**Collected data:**
/* 📖 # What lives in wixok_base?

The error type, the tracing setup and the Platform Abstraction Layer shared by
every wixok crate. Higher-level crates never touch `std::fs` directly.
*/

pub mod error;
pub mod pal;
pub mod tracing;

pub use error::{ErrorKind, ResultExt, WixokError, WixokResult};
pub use pal::{FilePath, MockPal, Pal, PalHandle, RealPal};
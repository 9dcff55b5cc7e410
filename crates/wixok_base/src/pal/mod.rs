mod file_path;
pub mod mock;
pub mod real_pal;
mod traits;

pub use file_path::FilePath;
pub use mock::MockPal;
pub use real_pal::RealPal;
pub use traits::{Pal, PalHandle};
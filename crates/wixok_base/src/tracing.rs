use crate::error::WixokResult;
pub use tracing::instrument;
pub use tracing::{debug, error, info, trace, warn};
use tracing_error::ErrorLayer;
use tracing_subscriber::EnvFilter;
use tracing_subscriber::layer::SubscriberExt;
use tracing_subscriber::util::SubscriberInitExt;

/// Install the global subscriber: fmt output filtered by `RUST_LOG` (default `warn`),
/// plus an `ErrorLayer` so that errors capture span traces.
///
/// Fails if a global subscriber has already been installed.
pub fn init_tracing() -> WixokResult<()> {
    let filter = EnvFilter::try_from_default_env().unwrap_or_else(|_| EnvFilter::new("warn"));
    tracing_subscriber::registry()
        .with(filter)
        .with(tracing_subscriber::fmt::layer())
        .with(ErrorLayer::default())
        .try_init()
        .map_err(|e| crate::err!("Failed to initialize tracing: {}", e))
}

**Task to carry out:** Reproduce each line from the records that contains the word "EnvFilter".

**Written reply:**
use tracing_subscriber::EnvFilter;
    let filter = EnvFilter::try_from_default_env().unwrap_or_else(|_| EnvFilter::new("warn"));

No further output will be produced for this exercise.